BEGIN EXERCISE MATERIAL

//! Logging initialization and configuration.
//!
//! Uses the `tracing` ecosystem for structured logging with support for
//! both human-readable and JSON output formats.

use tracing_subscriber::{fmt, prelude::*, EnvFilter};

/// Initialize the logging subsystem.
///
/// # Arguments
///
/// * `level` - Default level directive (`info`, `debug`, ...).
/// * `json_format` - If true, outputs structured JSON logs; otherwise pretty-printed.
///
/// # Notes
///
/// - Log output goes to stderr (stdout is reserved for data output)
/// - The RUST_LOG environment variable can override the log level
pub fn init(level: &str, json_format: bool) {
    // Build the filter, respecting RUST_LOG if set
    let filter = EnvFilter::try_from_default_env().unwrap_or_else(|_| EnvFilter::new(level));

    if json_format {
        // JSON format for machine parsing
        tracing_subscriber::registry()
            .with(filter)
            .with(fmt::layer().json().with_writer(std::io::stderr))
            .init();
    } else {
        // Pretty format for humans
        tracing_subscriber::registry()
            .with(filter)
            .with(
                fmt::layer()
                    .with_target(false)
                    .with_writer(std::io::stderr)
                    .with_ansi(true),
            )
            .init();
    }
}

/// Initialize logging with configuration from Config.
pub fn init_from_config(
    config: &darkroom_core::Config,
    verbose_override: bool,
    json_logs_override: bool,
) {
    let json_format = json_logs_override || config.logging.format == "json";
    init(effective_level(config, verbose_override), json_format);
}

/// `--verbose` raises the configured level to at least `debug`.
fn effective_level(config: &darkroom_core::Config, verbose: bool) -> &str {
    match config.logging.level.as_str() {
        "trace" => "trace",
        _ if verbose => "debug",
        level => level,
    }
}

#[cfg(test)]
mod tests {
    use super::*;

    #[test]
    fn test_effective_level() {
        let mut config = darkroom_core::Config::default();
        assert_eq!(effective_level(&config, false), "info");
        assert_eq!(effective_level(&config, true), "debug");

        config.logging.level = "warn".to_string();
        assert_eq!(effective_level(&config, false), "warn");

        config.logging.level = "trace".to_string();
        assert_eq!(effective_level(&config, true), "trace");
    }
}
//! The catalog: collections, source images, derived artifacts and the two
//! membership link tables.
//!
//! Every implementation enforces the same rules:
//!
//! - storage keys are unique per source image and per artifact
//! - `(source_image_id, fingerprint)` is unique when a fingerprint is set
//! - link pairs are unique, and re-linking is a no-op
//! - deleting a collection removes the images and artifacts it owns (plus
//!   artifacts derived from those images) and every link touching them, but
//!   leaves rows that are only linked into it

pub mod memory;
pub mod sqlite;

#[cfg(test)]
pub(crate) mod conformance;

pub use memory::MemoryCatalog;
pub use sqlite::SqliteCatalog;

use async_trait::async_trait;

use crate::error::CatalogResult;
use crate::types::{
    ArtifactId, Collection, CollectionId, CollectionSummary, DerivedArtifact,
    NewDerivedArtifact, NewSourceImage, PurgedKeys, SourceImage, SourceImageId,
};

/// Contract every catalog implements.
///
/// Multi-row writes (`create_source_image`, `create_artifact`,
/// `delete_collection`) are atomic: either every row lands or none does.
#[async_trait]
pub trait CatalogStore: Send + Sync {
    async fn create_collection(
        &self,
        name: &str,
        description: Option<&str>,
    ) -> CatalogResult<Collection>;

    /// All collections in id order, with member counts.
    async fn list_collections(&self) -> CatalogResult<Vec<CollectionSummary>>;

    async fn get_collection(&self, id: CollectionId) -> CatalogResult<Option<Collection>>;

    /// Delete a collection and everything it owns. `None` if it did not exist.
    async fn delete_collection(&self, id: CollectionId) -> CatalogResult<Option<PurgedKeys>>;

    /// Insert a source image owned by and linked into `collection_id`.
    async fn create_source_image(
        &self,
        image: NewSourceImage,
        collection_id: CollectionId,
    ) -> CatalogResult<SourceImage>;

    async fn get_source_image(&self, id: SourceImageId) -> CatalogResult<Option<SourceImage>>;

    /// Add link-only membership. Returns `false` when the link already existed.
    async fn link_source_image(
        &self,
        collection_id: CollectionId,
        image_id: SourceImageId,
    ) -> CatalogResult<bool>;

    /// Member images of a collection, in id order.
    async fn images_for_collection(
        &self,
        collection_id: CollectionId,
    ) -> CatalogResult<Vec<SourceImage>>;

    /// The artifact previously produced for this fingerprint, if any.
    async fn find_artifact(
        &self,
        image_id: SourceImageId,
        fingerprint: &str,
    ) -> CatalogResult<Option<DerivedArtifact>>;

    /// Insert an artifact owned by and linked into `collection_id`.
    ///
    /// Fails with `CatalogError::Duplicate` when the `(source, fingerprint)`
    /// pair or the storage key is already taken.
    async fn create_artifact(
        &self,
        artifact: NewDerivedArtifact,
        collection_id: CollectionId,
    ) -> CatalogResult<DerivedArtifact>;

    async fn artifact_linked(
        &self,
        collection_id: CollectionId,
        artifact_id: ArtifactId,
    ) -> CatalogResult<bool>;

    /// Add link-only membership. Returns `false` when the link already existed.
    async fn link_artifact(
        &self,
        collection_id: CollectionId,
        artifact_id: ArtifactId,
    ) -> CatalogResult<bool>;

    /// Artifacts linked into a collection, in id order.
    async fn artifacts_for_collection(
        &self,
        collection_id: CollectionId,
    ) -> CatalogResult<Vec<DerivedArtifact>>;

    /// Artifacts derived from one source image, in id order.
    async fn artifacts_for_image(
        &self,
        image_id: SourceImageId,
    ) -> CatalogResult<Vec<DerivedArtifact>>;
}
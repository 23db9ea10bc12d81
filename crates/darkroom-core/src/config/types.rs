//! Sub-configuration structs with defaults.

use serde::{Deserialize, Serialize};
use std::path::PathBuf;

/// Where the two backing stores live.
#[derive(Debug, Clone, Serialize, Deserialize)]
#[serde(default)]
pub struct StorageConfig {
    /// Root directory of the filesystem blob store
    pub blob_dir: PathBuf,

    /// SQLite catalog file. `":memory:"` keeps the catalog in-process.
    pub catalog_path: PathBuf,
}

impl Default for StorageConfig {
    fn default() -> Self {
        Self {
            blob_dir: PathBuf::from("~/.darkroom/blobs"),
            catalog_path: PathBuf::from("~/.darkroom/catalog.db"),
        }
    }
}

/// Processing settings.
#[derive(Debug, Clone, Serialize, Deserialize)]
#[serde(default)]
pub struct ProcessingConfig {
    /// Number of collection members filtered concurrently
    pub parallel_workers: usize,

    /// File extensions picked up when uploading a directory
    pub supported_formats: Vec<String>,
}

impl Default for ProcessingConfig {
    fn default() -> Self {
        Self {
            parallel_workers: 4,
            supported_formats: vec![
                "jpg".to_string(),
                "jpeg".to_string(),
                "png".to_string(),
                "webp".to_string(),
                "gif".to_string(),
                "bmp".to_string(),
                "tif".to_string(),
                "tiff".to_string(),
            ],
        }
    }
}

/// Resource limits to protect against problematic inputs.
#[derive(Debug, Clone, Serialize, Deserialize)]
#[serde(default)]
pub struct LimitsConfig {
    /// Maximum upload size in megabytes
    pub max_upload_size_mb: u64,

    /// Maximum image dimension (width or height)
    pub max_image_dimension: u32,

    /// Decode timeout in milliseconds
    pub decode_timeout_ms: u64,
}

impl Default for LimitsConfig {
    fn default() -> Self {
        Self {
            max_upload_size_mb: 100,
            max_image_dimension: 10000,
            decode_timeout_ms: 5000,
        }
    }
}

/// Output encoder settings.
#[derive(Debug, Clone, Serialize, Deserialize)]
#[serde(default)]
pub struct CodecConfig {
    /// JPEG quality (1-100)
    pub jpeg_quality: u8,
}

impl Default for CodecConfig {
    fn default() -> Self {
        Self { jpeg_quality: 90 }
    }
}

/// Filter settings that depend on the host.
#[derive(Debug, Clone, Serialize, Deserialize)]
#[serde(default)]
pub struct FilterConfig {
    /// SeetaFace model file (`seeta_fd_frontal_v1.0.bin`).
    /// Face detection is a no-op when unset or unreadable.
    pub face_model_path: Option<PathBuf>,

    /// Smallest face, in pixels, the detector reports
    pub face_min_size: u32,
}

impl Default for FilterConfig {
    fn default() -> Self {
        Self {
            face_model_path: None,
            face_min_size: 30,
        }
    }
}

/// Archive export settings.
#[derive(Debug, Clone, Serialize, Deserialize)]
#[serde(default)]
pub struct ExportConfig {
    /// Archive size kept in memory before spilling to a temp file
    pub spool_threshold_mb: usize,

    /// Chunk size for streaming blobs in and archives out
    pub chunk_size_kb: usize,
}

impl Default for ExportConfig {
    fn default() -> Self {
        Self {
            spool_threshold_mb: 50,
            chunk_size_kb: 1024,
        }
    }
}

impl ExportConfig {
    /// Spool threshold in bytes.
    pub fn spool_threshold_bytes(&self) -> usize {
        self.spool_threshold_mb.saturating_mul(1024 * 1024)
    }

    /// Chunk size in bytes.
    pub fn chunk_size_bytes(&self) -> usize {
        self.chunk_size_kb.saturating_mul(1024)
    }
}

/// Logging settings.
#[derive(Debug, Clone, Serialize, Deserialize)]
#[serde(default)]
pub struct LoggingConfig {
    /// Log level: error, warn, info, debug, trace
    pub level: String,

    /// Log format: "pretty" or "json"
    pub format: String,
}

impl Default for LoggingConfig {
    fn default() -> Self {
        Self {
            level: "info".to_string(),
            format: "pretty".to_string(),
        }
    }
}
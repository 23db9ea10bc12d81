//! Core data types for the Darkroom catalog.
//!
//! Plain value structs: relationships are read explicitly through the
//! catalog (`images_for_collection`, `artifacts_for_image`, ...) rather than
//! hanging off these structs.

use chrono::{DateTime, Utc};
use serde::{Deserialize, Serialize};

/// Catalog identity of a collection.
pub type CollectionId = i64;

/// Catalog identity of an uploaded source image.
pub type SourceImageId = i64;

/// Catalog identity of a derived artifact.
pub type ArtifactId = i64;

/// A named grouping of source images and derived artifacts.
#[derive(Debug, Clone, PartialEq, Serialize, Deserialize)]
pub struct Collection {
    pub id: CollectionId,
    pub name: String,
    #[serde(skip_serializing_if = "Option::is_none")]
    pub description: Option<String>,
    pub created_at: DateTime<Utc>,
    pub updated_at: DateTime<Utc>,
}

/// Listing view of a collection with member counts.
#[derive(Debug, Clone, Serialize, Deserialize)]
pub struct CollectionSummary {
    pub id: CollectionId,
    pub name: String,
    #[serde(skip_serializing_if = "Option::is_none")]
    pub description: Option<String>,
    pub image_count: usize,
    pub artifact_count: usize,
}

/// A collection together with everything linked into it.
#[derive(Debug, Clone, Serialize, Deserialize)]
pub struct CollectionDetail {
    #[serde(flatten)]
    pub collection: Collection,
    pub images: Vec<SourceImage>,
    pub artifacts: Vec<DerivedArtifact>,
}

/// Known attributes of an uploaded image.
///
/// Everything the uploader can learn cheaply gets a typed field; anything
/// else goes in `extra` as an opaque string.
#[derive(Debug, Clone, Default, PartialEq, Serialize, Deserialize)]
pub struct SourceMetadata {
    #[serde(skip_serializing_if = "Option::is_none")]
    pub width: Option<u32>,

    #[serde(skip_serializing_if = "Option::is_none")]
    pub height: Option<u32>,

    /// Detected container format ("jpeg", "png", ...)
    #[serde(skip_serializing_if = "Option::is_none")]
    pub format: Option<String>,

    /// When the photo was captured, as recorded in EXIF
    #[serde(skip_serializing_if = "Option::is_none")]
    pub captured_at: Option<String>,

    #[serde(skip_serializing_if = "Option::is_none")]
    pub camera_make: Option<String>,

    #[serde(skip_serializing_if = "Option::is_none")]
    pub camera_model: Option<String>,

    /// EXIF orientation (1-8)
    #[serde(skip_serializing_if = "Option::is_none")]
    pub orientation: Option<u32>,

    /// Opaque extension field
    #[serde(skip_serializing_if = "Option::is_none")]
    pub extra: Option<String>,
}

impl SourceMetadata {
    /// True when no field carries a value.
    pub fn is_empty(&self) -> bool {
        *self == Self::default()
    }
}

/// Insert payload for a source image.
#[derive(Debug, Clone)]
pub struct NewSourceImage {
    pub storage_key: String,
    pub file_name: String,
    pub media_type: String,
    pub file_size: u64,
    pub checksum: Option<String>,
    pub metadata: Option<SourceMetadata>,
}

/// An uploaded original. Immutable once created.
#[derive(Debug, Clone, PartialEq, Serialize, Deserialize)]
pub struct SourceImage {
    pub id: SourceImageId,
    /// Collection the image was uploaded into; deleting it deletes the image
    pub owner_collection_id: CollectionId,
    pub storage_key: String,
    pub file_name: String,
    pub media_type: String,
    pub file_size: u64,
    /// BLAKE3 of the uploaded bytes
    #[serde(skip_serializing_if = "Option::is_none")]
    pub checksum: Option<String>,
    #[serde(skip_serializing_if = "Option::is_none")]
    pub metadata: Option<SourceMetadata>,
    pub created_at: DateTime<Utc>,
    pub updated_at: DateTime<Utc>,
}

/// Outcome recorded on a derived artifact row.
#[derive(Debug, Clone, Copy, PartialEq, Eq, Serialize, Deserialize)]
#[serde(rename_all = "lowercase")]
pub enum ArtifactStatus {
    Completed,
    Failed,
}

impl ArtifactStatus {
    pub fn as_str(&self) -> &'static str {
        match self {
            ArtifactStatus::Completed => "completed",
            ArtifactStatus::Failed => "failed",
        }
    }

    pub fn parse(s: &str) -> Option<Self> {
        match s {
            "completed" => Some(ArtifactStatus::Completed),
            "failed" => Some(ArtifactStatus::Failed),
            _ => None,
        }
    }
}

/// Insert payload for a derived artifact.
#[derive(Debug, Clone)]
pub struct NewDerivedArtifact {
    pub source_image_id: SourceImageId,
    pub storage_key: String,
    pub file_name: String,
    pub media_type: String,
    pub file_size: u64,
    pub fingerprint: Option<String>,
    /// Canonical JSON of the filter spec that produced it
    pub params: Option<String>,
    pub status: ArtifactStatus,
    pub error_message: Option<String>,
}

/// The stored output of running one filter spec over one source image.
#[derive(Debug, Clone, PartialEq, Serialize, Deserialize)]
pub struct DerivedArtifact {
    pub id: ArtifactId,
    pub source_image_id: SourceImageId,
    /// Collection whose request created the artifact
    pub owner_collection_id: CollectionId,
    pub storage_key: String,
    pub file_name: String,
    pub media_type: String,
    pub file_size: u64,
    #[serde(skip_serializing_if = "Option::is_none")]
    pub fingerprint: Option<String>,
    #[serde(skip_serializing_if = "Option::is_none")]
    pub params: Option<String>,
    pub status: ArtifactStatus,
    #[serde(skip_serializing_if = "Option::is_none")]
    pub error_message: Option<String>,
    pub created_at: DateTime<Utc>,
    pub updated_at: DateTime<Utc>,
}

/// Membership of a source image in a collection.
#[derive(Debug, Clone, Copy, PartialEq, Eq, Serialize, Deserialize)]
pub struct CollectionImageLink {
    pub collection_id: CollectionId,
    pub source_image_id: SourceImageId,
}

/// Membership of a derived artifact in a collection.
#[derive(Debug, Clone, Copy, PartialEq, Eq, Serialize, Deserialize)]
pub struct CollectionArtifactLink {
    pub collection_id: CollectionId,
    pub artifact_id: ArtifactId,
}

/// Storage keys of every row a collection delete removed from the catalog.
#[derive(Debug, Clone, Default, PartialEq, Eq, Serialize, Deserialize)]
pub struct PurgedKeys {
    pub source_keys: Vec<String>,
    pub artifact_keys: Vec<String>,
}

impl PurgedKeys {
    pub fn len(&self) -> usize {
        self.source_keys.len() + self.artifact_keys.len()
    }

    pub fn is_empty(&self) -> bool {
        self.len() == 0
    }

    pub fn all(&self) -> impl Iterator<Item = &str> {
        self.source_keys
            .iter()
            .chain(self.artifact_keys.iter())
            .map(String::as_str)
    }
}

END EXERCISE MATERIAL

Lines above that include the string "orientation" need to be copied.

## SOLUTION TO THIS TASK
    /// EXIF orientation (1-8)
    pub orientation: Option<u32>,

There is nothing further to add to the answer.